UnderCover: I don’t usually work with other bands, but, on “Dakota,” I thought I‘d give it a try with Undercover. When I met them in Brazil I knew they knew F’ck all about Juno Reactor, but they did a wild version of “Conga Fury” for me. I immediately liked their punk attitude so… I am not a fan of ping ponging idea’s over the internet and I’m still not, but this one worked out to be a treat, great guys who very much brought the ‘psy’ aspect to it.
Johann has always been a very underrated writer, his production lets him down, but he is a super talented writer; he sent me one idea, I cut it open and then wrote new sections for “Showtime.” He loves dried coffee from Tesco, smokes all day, and generally on planet Zog by 10 pm.
Tula and Taja are the main singers in the Live show, both are great singers with very different types of voices. Tula is like a race horse with tons of ideas and enthusiasm, and easy to get great takes in a short time, lyrically and melodically. Taja has less studio experience and generally we will work around vocal ideas already written, she has a very broad range and very Juno Reactor type of voice. Only problem is they live in another galaxy, so not much access.
Yuki Masada from Japan luckily visited the studio when I was working on “Dakota” and “Voyager 303,” which she was perfect for. Eran Cohen suggested I work with Michelle Adamson who lives close to me, which was a great idea; again loads of positive energy and a brilliant way of manipulating her fav toy the Helican Voice works. Then sometimes it is just me, and I have to sing, which I try to get out of if I can.
Q: You’re world-wide recognized as one of the ‘Godfather’ of psy-trance, but I also consider you as one of the most visionary musicians when it comes to create bass lines.
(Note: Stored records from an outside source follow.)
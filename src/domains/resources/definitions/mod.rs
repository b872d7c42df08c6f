//! Resource definitions module.
//!
//! Each resource is defined in its own file with:
//! - URI and metadata
//! - A renderer producing the current content
//!
//! ## Adding a New Resource
//!
//! 1. Create a new file (e.g., `my_resource.rs`)
//! 2. Implement the `ResourceDefinition` trait
//! 3. Export it here
//! 4. Register in `registry.rs`

pub mod config_settings;

pub use config_settings::ConfigSettingsResource;

use super::error::ResourceError;
use crate::domains::tools::SettingsResolver;

/// Trait for resource definitions.
///
/// Each resource must implement this trait to provide its metadata and content.
pub trait ResourceDefinition {
    /// The unique URI of the resource.
    const URI: &'static str;

    /// The display name of the resource.
    const NAME: &'static str;

    /// A description of the resource.
    const DESCRIPTION: &'static str;

    /// The MIME type of the resource content.
    const MIME_TYPE: &'static str;

    /// Render the content as of now.
    fn render(resolver: &SettingsResolver) -> Result<String, ResourceError>;
}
I’m sure you must be a real bass line freak, don’t you? What’s your vision about this speciﬁc aspect of the production?
Ben: Raja Ram is the Godfather and rightly so, along with a number of other Deities like GMS and Shpongle…
Pretty much every day that I go into the studio I’ll write 20 bass sequences, a warm up to get my brain going, then keep maybe one or two. I have a new project I want to start just for these bass lines… I don’t think I will ever get bored of synths ripping through the air in high volume and shuddering the skin off my bones.
Q: You’ve already accomplished so much great things and projects in your career. Do you still have some speciﬁc dreams, wishes, challenges and how do you see yourself evolving during the next years?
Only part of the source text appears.